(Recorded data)
/---

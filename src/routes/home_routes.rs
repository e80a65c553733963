use axum::{routing::get, Router};

use crate::{controllers::home_controller, AppState};

pub fn add_routes(router: Router<AppState>) -> Router<AppState> {
    router
        .route("/", get(home_controller::index))
        .route("/health", get(home_controller::health))
}
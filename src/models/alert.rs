use serde::de::Error as DeError;
use serde::{Deserialize, Deserializer, Serialize};

/// The condition an alert watches for.
///
/// Serialized as `price_above` | `price_below` | `percentage_change`; no
/// other value ever reaches disk because the service parses incoming type
/// strings through [`AlertType::parse`] before building an [`Alert`].
#[derive(Debug, Clone, Copy, PartialEq, Eq, Serialize, Deserialize)]
#[serde(rename_all = "snake_case")]
pub enum AlertType {
    PriceAbove,
    PriceBelow,
    PercentageChange,
}

impl AlertType {
    pub const VALID_VALUES: &'static str = "price_above, price_below, percentage_change";

    pub fn parse(s: &str) -> Option<Self> {
        match s {
            "price_above" => Some(Self::PriceAbove),
            "price_below" => Some(Self::PriceBelow),
            "percentage_change" => Some(Self::PercentageChange),
            _ => None,
        }
    }

    pub fn as_str(&self) -> &'static str {
        match self {
            Self::PriceAbove => "price_above",
            Self::PriceBelow => "price_below",
            Self::PercentageChange => "percentage_change",
        }
    }
}

impl std::fmt::Display for AlertType {
    fn fmt(&self, f: &mut std::fmt::Formatter<'_>) -> std::fmt::Result {
        f.write_str(self.as_str())
    }
}

/// A persisted price alert. Field order here is the field order in the
/// alerts file.
#[derive(Debug, Clone, PartialEq, Serialize, Deserialize)]
pub struct Alert {
    pub id: String,

    pub asset_id: String,
    pub asset_symbol: String,

    #[serde(rename = "type")]
    pub alert_type: AlertType,
    pub target_value: f64,

    pub is_active: bool,
    pub created_at: String,

    // reserved for a future evaluator; nothing in this service sets it
    pub triggered_at: Option<String>,
}

/// Create payload. Required fields are still `Option` here so the service
/// can answer a missing field with a validation error instead of the body
/// decoder rejecting the request.
#[derive(Debug, Clone, Default, Deserialize)]
pub struct CreateAlertInput {
    pub asset_id: Option<String>,
    pub asset_symbol: Option<String>,
    #[serde(rename = "type")]
    pub alert_type: Option<String>,
    #[serde(default, deserialize_with = "lenient_f64")]
    pub target_value: Option<f64>,
}

/// Update payload. Every field is optional; only fields present in the
/// request overwrite the stored record, including an explicit
/// `is_active: false`.
#[derive(Debug, Clone, Default, Deserialize)]
pub struct UpdateAlertInput {
    pub asset_id: Option<String>,
    pub asset_symbol: Option<String>,
    #[serde(rename = "type")]
    pub alert_type: Option<String>,
    #[serde(default, deserialize_with = "lenient_f64")]
    pub target_value: Option<f64>,
    pub is_active: Option<bool>,
}

/// Accepts a JSON number or a numeric string for `target_value`, mirroring
/// clients that post form values as strings.
fn lenient_f64<'de, D>(de: D) -> Result<Option<f64>, D::Error>
where
    D: Deserializer<'de>,
{
    #[derive(Deserialize)]
    #[serde(untagged)]
    enum NumberLike {
        Num(f64),
        Str(String),
    }

    match Option::<NumberLike>::deserialize(de)? {
        None => Ok(None),
        Some(NumberLike::Num(n)) => Ok(Some(n)),
        Some(NumberLike::Str(s)) => s
            .trim()
            .parse::<f64>()
            .map(Some)
            .map_err(|_| D::Error::custom(format!("target_value is not a number: {s:?}"))),
    }
}
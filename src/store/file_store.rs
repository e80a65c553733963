use std::fs;
use std::path::{Path, PathBuf};

use crate::error::StorageError;
use crate::models::Alert;

use super::AlertStore;

/// Stores the alert collection as one pretty-printed JSON array on disk.
///
/// Read policy: a missing file means an empty collection, and a file that
/// cannot be read or parsed is logged and also treated as empty, so the
/// read path stays available even when the file is damaged. Write failures
/// are never swallowed; they surface as [`StorageError`].
pub struct FileStore {
    path: PathBuf,
}

impl FileStore {
    pub fn new(path: impl Into<PathBuf>) -> Self {
        Self { path: path.into() }
    }

    pub fn path(&self) -> &Path {
        &self.path
    }
}

impl AlertStore for FileStore {
    fn load(&self) -> Vec<Alert> {
        let data = match fs::read_to_string(&self.path) {
            Ok(data) => data,
            Err(e) if e.kind() == std::io::ErrorKind::NotFound => return Vec::new(),
            Err(e) => {
                tracing::warn!("could not read alerts file {}: {e}", self.path.display());
                return Vec::new();
            }
        };

        match serde_json::from_str(&data) {
            Ok(alerts) => alerts,
            Err(e) => {
                tracing::warn!(
                    "alerts file {} is not a valid alert collection, treating as empty: {e}",
                    self.path.display()
                );
                Vec::new()
            }
        }
    }

    fn save(&self, alerts: &[Alert]) -> Result<(), StorageError> {
        if let Some(dir) = self.path.parent() {
            if !dir.as_os_str().is_empty() {
                fs::create_dir_all(dir)?;
            }
        }

        let json = serde_json::to_string_pretty(alerts)?;

        // Write a sibling file first and rename it over the target, so a
        // failed write never leaves a truncated collection behind.
        let tmp = self.path.with_extension("json.tmp");
        fs::write(&tmp, json)?;
        fs::rename(&tmp, &self.path)?;

        Ok(())
    }
}
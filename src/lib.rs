//! Library entrypoint for PriceWatch.
//!
//! This file exists mainly to make API tests easy (integration tests under
//! `tests/` can import the app state, routers, controllers, services).

use std::sync::Arc;

pub mod config;
pub mod error;
pub mod models;

pub mod store;

pub mod services;

pub mod controllers;
pub mod routes;

#[derive(Clone)]
pub struct AppState {
    pub settings: config::Settings,
    pub alerts: services::AlertsService,
}

impl AppState {
    /// Builds the state with the file-backed store from `settings`.
    pub fn new(settings: config::Settings) -> Self {
        let store = Arc::new(store::FileStore::new(settings.alerts_file.clone()));
        let alerts = services::AlertsService::new(store);

        Self { settings, alerts }
    }
}
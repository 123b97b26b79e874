// Virtual-time clock engine. Runs in its own thread, communicates
// with clients via crossbeam channels. Each due batch executes on a
// spawned worker so the control loop stays responsive to scheduling
// and queries while a simulation step is in flight.

use std::thread;
use std::time::Duration;

use crossbeam_channel::{bounded, select, Receiver, RecvTimeoutError, Sender};
use thiserror::Error;

use crate::queue::{Action, EventId, EventQueue, Update};

// ─────────────────────────────────────────────────────────────────────────────
//  Public message types
// ─────────────────────────────────────────────────────────────────────────────

/// Default deadline for request-reply cycles.
pub const DEFAULT_TIMEOUT: Duration = Duration::from_secs(5);

/// Default deadline for `run`, which covers many batches.
pub const RUN_TIMEOUT: Duration = Duration::from_secs(10);

/// Time reported by `step` when the queue has nothing scheduled.  The
/// clock's own time is never moved to this sentinel.
pub const EMPTY_TIME: f64 = -9999.0;

/// When an event should fire.
#[derive(Debug, Clone, Copy, PartialEq)]
pub enum Timing {
    /// Absolute virtual time.
    At(f64),
    /// Relative to the clock's current time.
    After(f64),
}

/// What to ask the clock.
#[derive(Debug, Clone, Copy, PartialEq, Eq)]
pub enum Query {
    Now,
    Events,
    State,
}

#[derive(Debug, Clone, Copy, PartialEq, Eq)]
pub enum ClockState {
    Idle,
    Running,
    /// Transient: a stop was requested and takes effect at the next
    /// batch boundary.
    Stopped,
}

/// Answer to a state query.
#[derive(Debug, Clone, Copy, PartialEq)]
pub struct ClockSnapshot {
    pub state: ClockState,
    /// Events executed in the current (or last) step/run.
    pub evcount: usize,
    /// End-of-run boundary of the current (or last) run.
    pub tend: f64,
}
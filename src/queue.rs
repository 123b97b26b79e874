//! Indexed priority event queue.
//!
//! Events are keyed two ways at once: by a monotonically increasing id
//! (for keyed mutation and deletion) and by scheduled time (for ordered
//! extraction).  Instead of a full priority search queue we keep a
//! `HashMap` of event records next to a `BTreeMap` of time buckets;
//! the tree gives both find-min and lookup-by-key in O(log n).
//!
//! Times are quantized to 1/1000 units for bucketing, so events within
//! the same millisecond-equivalent fire as one batch.

use std::collections::{BTreeMap, HashMap};
use std::fmt;
use std::sync::Arc;

use crate::clock::Clock;

/// Quantization factor for bucket keys: `trunc(t * RESOLUTION)`.
pub const RESOLUTION: f64 = 1000.0;

/// Event identifier, assigned on insertion, never reused.
pub type EventId = u64;

/// The callable that runs when an event fires.  Receives a handle to the
/// owning clock so it can schedule further events or query virtual time.
/// Shared (`Arc`) because cyclic events outlive a single execution and
/// queue snapshots are cloned out to clients.
pub type Action = Arc<dyn Fn(&Clock) + Send + Sync>;

/// Wrap a closure as an [`Action`].
pub fn action<F>(f: F) -> Action
where
    F: Fn(&Clock) + Send + Sync + 'static,
{
    Arc::new(f)
}

fn bucket_key(t: f64) -> i64 {
    (t * RESOLUTION).trunc() as i64
}

// ── Event record ───────────────────────────────────────────────

/// A scheduled event: time, action, and optional recurrence interval.
#[derive(Clone)]
pub struct Event {
    /// Scheduled virtual time.
    pub t: f64,
    /// Recurrence interval.  `Some(c)`: after firing at `t_due` the event
    /// is re-inserted at `t_due + c`.  `None`: consumed on extraction.
    pub cycle: Option<f64>,
    pub action: Action,
}

impl fmt::Debug for Event {
    fn fmt(&self, f: &mut fmt::Formatter<'_>) -> fmt::Result {
        f.debug_struct("Event")
            .field("t", &self.t)
            .field("cycle", &self.cycle)
            .finish_non_exhaustive()
    }
}

/// A keyed mutation of a pending event.
#[derive(Clone)]
pub enum Update {
    /// Move the event to a new absolute time (re-homes its bucket entry).
    Time(f64),
    /// Replace the action.
    Action(Action),
    /// Replace the recurrence interval.
    Cycle(f64),
}

impl fmt::Debug for Update {
    fn fmt(&self, f: &mut fmt::Formatter<'_>) -> fmt::Result {
        match self {
            Update::Time(t) => write!(f, "Time({t})"),
            Update::Action(_) => write!(f, "Action(..)"),
            Update::Cycle(c) => write!(f, "Cycle({c})"),
        }
    }
}

// ── Time buckets ───────────────────────────────────────────────

/// All event ids sharing one quantized time, in insertion order.
#[derive(Clone, Debug)]
struct Bucket {
    time: f64,
    ids: Vec<EventId>,
}

// ── The queue ──────────────────────────────────────────────────

/// Priority event queue.
///
/// `events` is the authoritative store; `buckets` is the time index.
/// `delete` removes from `events` only; bucket entries go dangling and
/// are filtered out during [`EventQueue::next`], which keeps deletion
/// O(1) instead of scanning a bucket.
#[derive(Clone, Debug, Default)]
pub struct EventQueue {
    last_id: EventId,
    events: HashMap<EventId, Event>,
    buckets: BTreeMap<i64, Bucket>,
}

impl EventQueue {
    pub fn new() -> Self {
        Self::default()
    }

    /// Insert an event, returning its freshly assigned id.
    pub fn add(&mut self, action: Action, t: f64, cycle: Option<f64>) -> EventId {
        self.last_id += 1;
        let id = self.last_id;
        self.events.insert(id, Event { t, cycle, action });
        self.insert_into_bucket(id, t);
        id
    }

    /// Mutate a pending event.  Unknown ids are a silent no-op.
    pub fn update(&mut self, id: EventId, change: Update) {
        let Some(ev) = self.events.get_mut(&id) else {
            return;
        };
        match change {
            Update::Cycle(c) => ev.cycle = Some(c),
            Update::Action(f) => ev.action = f,
            Update::Time(new_t) => {
                let old_key = bucket_key(ev.t);
                ev.t = new_t;
                if let Some(bucket) = self.buckets.get_mut(&old_key) {
                    bucket.ids.retain(|&other| other != id);
                    if bucket.ids.is_empty() {
                        self.buckets.remove(&old_key);
                    }
                }
                self.insert_into_bucket(id, new_t);
            }
        }
    }

    /// Drop events by id.  Only the record store is touched; bucket
    /// entries stay behind and are skipped on extraction.  Unknown ids
    /// are a silent no-op.
    pub fn delete(&mut self, ids: &[EventId]) {
        for id in ids {
            self.events.remove(id);
        }
    }

    /// Extract the next due batch: the lowest bucket's recorded time and
    /// the actions of its still-live events, in insertion order.
    ///
    /// Cyclic events are re-inserted at `t_due + cycle` (and their
    /// recorded time refreshed to match); non-cyclic ones are consumed.
    /// Returns `None` when no buckets remain.  A bucket whose events
    /// were all deleted still comes back, with an empty action list, so
    /// the caller's notion of time can advance over it.
    pub fn next(&mut self) -> Option<(f64, Vec<Action>)> {
        let (_, bucket) = self.buckets.pop_first()?;
        let mut actions = Vec::with_capacity(bucket.ids.len());
        for id in bucket.ids {
            let (act, cycle) = match self.events.get(&id) {
                Some(ev) => (ev.action.clone(), ev.cycle),
                None => continue, // deleted; dangling bucket entry
            };
            actions.push(act);
            match cycle {
                Some(c) => {
                    let t_next = bucket.time + c;
                    if let Some(ev) = self.events.get_mut(&id) {
                        ev.t = t_next;
                    }
                    self.insert_into_bucket(id, t_next);
                }
                None => {
                    self.events.remove(&id);
                }
            }
        }
        Some((bucket.time, actions))
    }

    // ── Introspection ──────────────────────────────────────────

    /// Number of live (non-deleted) events.
    pub fn len(&self) -> usize {
        self.events.len()
    }

    pub fn is_empty(&self) -> bool {
        self.events.is_empty()
    }

    /// Id of the most recently inserted event (0 on a fresh queue).
    pub fn last_id(&self) -> EventId {
        self.last_id
    }

    pub fn get(&self, id: EventId) -> Option<&Event> {
        self.events.get(&id)
    }

    pub fn contains(&self, id: EventId) -> bool {
        self.events.contains_key(&id)
    }

    /// Recorded time of the earliest bucket, if any.  This is a peek
    /// over the index: it may name a bucket whose events were all
    /// deleted, so `Some(_)` over-approximates "work remains".
    pub fn next_time(&self) -> Option<f64> {
        self.buckets.first_key_value().map(|(_, b)| b.time)
    }

    fn insert_into_bucket(&mut self, id: EventId, t: f64) {
        self.buckets
            .entry(bucket_key(t))
            .or_insert_with(|| Bucket {
                time: t,
                ids: Vec::new(),
            })
            .ids
            .push(id);
    }
}

// ── Tests ──────────────────────────────────────────────────────

#[cfg(test)]
mod tests {
    use super::*;

    fn noop() -> Action {
        action(|_| {})
    }

    #[test]
    fn test_ids_are_sequential() {
        let mut eq = EventQueue::new();
        for i in 1..=5u64 {
            let id = eq.add(noop(), i as f64, None);
            assert_eq!(id, i);
        }
        assert_eq!(eq.last_id(), 5);
        assert_eq!(eq.len(), 5);
        for i in 1..=5u64 {
            assert!(eq.contains(i));
        }
    }

    #[test]
    fn test_next_on_empty_queue() {
        let mut eq = EventQueue::new();
        assert!(eq.next().is_none());
        assert_eq!(eq.last_id(), 0);
        assert_eq!(eq.next_time(), None);
    }

    #[test]
    fn test_batch_preserves_insertion_order() {
        let mut eq = EventQueue::new();
        let (a, b, c) = (noop(), noop(), noop());
        eq.add(a.clone(), 1.0, None);
        eq.add(b.clone(), 2.0, None);
        eq.add(c.clone(), 1.0, None);

        let (t, batch) = eq.next().unwrap();
        assert_eq!(t, 1.0);
        assert_eq!(batch.len(), 2);
        assert!(Arc::ptr_eq(&batch[0], &a));
        assert!(Arc::ptr_eq(&batch[1], &c));

        let (t, batch) = eq.next().unwrap();
        assert_eq!(t, 2.0);
        assert!(Arc::ptr_eq(&batch[0], &b));
        assert!(eq.next().is_none());
        assert!(eq.is_empty());
    }

    #[test]
    fn test_quantization_groups_same_millisecond() {
        let mut eq = EventQueue::new();
        eq.add(noop(), 1.0004, None);
        eq.add(noop(), 1.0009, None);
        eq.add(noop(), 1.001, None);

        let (t, batch) = eq.next().unwrap();
        assert_eq!(t, 1.0004); // first inserter names the bucket
        assert_eq!(batch.len(), 2);
        let (t, batch) = eq.next().unwrap();
        assert_eq!(t, 1.001);
        assert_eq!(batch.len(), 1);
    }

    #[test]
    fn test_delete_suppresses_extraction() {
        let mut eq = EventQueue::new();
        let (a, b) = (noop(), noop());
        eq.add(a.clone(), 1.0, None);
        eq.add(b.clone(), 1.0, None);
        eq.add(noop(), 2.0, None);
        eq.delete(&[2]);

        // id 2 still sits in the bucket, but only id 1 comes back
        let (t, batch) = eq.next().unwrap();
        assert_eq!(t, 1.0);
        assert_eq!(batch.len(), 1);
        assert!(Arc::ptr_eq(&batch[0], &a));
        assert!(!eq.contains(2));
    }

    #[test]
    fn test_fully_deleted_bucket_still_yields_its_time() {
        let mut eq = EventQueue::new();
        eq.add(noop(), 1.0, None);
        eq.delete(&[1]);

        let (t, batch) = eq.next().unwrap();
        assert_eq!(t, 1.0);
        assert!(batch.is_empty());
        assert!(eq.next().is_none());
    }

    #[test]
    fn test_update_time_rehomes_bucket_entry() {
        let mut eq = EventQueue::new();
        eq.add(noop(), 1.0, None);
        eq.add(noop(), 2.0, None);
        eq.add(noop(), 3.0, None);
        eq.update(1, Update::Time(3.0));

        assert_eq!(eq.get(1).unwrap().t, 3.0);
        assert!(!eq.buckets.contains_key(&bucket_key(1.0)));
        let bucket = &eq.buckets[&bucket_key(3.0)];
        assert_eq!(bucket.ids, vec![3, 1]); // appended behind the incumbent

        let (t, batch) = eq.next().unwrap();
        assert_eq!(t, 2.0);
        assert_eq!(batch.len(), 1);
        let (t, batch) = eq.next().unwrap();
        assert_eq!(t, 3.0);
        assert_eq!(batch.len(), 2);
    }

    #[test]
    fn test_update_time_keeps_shared_bucket_intact() {
        let mut eq = EventQueue::new();
        eq.add(noop(), 1.0, None);
        eq.add(noop(), 1.0, None);
        eq.update(1, Update::Time(5.0));

        let old = &eq.buckets[&bucket_key(1.0)];
        assert_eq!(old.ids, vec![2]);
        assert_eq!(old.time, 1.0); // survivor's recorded time untouched
        assert_eq!(eq.buckets[&bucket_key(5.0)].ids, vec![1]);
    }

    #[test]
    fn test_cyclic_event_is_reinserted() {
        let mut eq = EventQueue::new();
        let a = noop();
        eq.add(a.clone(), 1.0, Some(2.0));

        let (t, batch) = eq.next().unwrap();
        assert_eq!(t, 1.0);
        assert_eq!(batch.len(), 1);
        assert!(eq.contains(1));
        assert_eq!(eq.get(1).unwrap().t, 3.0);
        assert_eq!(eq.buckets[&bucket_key(3.0)].ids, vec![1]);

        // fires again one cycle later, same action
        let (t, batch) = eq.next().unwrap();
        assert_eq!(t, 3.0);
        assert!(Arc::ptr_eq(&batch[0], &a));
    }

    #[test]
    fn test_update_cycle_is_idempotent() {
        let mut eq = EventQueue::new();
        let a = noop();
        eq.add(a.clone(), 1.0, None);
        eq.update(1, Update::Cycle(2.5));
        eq.update(1, Update::Cycle(2.5));

        let ev = eq.get(1).unwrap();
        assert_eq!(ev.t, 1.0);
        assert_eq!(ev.cycle, Some(2.5));
        assert!(Arc::ptr_eq(&ev.action, &a));
        assert_eq!(eq.buckets.len(), 1);
    }

    #[test]
    fn test_update_unknown_id_is_noop() {
        let mut eq = EventQueue::new();
        eq.add(noop(), 1.0, None);
        eq.update(42, Update::Time(9.0));
        eq.update(42, Update::Cycle(1.0));
        eq.delete(&[42]);

        assert_eq!(eq.len(), 1);
        assert_eq!(eq.last_id(), 1);
        assert_eq!(eq.buckets.len(), 1);
        assert_eq!(eq.get(1).unwrap().t, 1.0);
    }

    #[test]
    fn test_update_action_leaves_index_alone() {
        let mut eq = EventQueue::new();
        let replacement = noop();
        eq.add(noop(), 1.0, None);
        eq.update(1, Update::Action(replacement.clone()));

        assert_eq!(eq.buckets[&bucket_key(1.0)].ids, vec![1]);
        let (_, batch) = eq.next().unwrap();
        assert!(Arc::ptr_eq(&batch[0], &replacement));
    }

    #[test]
    fn test_negative_times_order_correctly() {
        let mut eq = EventQueue::new();
        eq.add(noop(), 0.5, None);
        eq.add(noop(), -1.5, None);

        let (t, _) = eq.next().unwrap();
        assert_eq!(t, -1.5);
        let (t, _) = eq.next().unwrap();
        assert_eq!(t, 0.5);
    }
}
//! Quartz: a virtual-time discrete-event simulation core.
//!
//! Two pieces: an indexed priority event queue ([`EventQueue`]) and a
//! threaded controller ([`Clock`]) that owns one.  The clock advances
//! virtual time by extracting due batches and executing their actions
//! in parallel, while its control loop stays responsive to concurrent
//! scheduling and queries.
//!
//! ```
//! use quartz::{action, Clock, Timing};
//!
//! let clock = Clock::create(0.0);
//! clock.event(Timing::After(1.0), None, action(|_| {})).unwrap();
//! let report = clock.run(5.0).unwrap();
//! assert_eq!(report.events, 1);
//! assert_eq!(report.time, 5.0);
//! clock.shutdown();
//! ```

pub mod clock;
pub mod queue;

pub use clock::{
    Clock, ClockError, ClockReply, ClockSnapshot, ClockState, Pending, Query, RunReport, Timing,
    DEFAULT_TIMEOUT, EMPTY_TIME, RUN_TIMEOUT,
};
pub use queue::{action, Action, Event, EventId, EventQueue, Update, RESOLUTION};
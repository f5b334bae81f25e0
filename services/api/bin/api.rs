//! Main Entrypoint for the Amie API Service
//!
//! This binary is responsible for:
//! 1. Loading configuration from the environment.
//! 2. Initializing the reply backend and the profile store.
//! 3. Constructing the Axum router and applying middleware.
//! 4. Starting the web server and handling graceful shutdown.

use amie_api::{
    config::{Config, Provider},
    router::create_router,
    state::AppState,
};
use amie_core::{
    EngineConfig, JsonProfileStore, Lexicon, OpenAIReplyGenerator, ProfileStore, ReplyGenerator,
};
use anyhow::Context;
use async_openai::config::OpenAIConfig;
use std::{collections::HashMap, sync::Arc};
use tokio::sync::Mutex;
use tower_http::cors::{Any, CorsLayer};
use tracing::info;

/// Listens for the `Ctrl+C` signal to gracefully shut down the server.
async fn shutdown_signal() {
    if let Err(e) = tokio::signal::ctrl_c().await {
        tracing::error!(error = %e, "Failed to install Ctrl+C handler");
        return;
    }
    info!("Received shutdown signal. Shutting down gracefully...");
}

#[tokio::main]
async fn main() -> anyhow::Result<()> {
    // --- 1. Load Configuration ---
    let config = Config::from_env().context("Failed to load configuration")?;

    // --- 2. Initialize Logging ---
    tracing_subscriber::fmt()
        .with_max_level(config.log_level)
        .with_timer(tracing_subscriber::fmt::time::ChronoLocal::rfc_3339())
        .init();
    info!("Configuration loaded. Initializing application state...");

    // --- 3. Initialize Shared Services ---
    let reply_gen: Arc<dyn ReplyGenerator> = match &config.provider {
        Provider::OpenAI => {
            info!("Using OpenAI provider.");
            let api_key = config
                .openai_api_key
                .as_ref()
                .context("OPENAI_API_KEY is checked at config load")?;
            let openai_config = OpenAIConfig::new()
                .with_api_key(api_key)
                .with_api_base("https://api.openai.com/v1/");
            Arc::new(OpenAIReplyGenerator::new(
                openai_config,
                config.chat_model.clone(),
            ))
        }
        Provider::Gemini => {
            info!("Using Gemini provider.");
            let api_key = config
                .gemini_api_key
                .as_ref()
                .context("GEMINI_API_KEY is checked at config load")?;
            let openai_config = OpenAIConfig::new()
                .with_api_key(api_key)
                .with_api_base("https://generativelanguage.googleapis.com/v1beta/openai");
            Arc::new(OpenAIReplyGenerator::new(
                openai_config,
                config.chat_model.clone(),
            ))
        }
    };

    let profile_store: Arc<dyn ProfileStore> =
        Arc::new(JsonProfileStore::new(config.profile_path.clone()));

    let engine_config = EngineConfig {
        collect_feedback: config.collect_feedback,
        ..EngineConfig::default()
    };

    let app_state = Arc::new(AppState {
        lexicon: Arc::new(Lexicon::default()),
        reply_gen,
        profile_store,
        engine_config,
        sessions: Arc::new(Mutex::new(HashMap::new())),
        config: Arc::new(config.clone()),
    });

    // --- 4. Create Router and Apply Middleware ---
    let cors = CorsLayer::new()
        .allow_origin(Any)
        .allow_methods(Any)
        .allow_headers(Any);

    let app = create_router(app_state).layer(cors);

    // --- 5. Start Server ---
    info!(
        provider = ?config.provider,
        model = %config.chat_model,
        bind_address = %config.bind_address,
        "Service configured. Starting server..."
    );
    let listener = tokio::net::TcpListener::bind(config.bind_address).await?;

    axum::serve(listener, app)
        .with_graceful_shutdown(shutdown_signal())
        .await?;

    info!("Server has shut down.");
    Ok(())
}
use amie_api::router::ApiDoc;
use utoipa::OpenApi;

/// Generates the OpenAPI specification and writes it to a file.
fn generate_spec(
    api_doc: utoipa::openapi::OpenApi,
    path: &str,
) -> Result<(), Box<dyn std::error::Error>> {
    let spec_json = api_doc.to_pretty_json()?;
    std::fs::write(path, spec_json)?;
    Ok(())
}

fn main() -> Result<(), Box<dyn std::error::Error>> {
    generate_spec(ApiDoc::openapi(), "openapi.json")?;
    Ok(())
}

\---

■ Your goal
All that is wanted is a faithful reproduction of the line above with "This binary is", the line with "handling graceful shutdown.", and every line in between.

■ Exercise answer
//! This binary is responsible for:
//! 1. Loading configuration from the environment.
//! 2. Initializing the reply backend and the profile store.
//! 3. Constructing the Axum router and applying middleware.
//! 4. Starting the web server and handling graceful shutdown.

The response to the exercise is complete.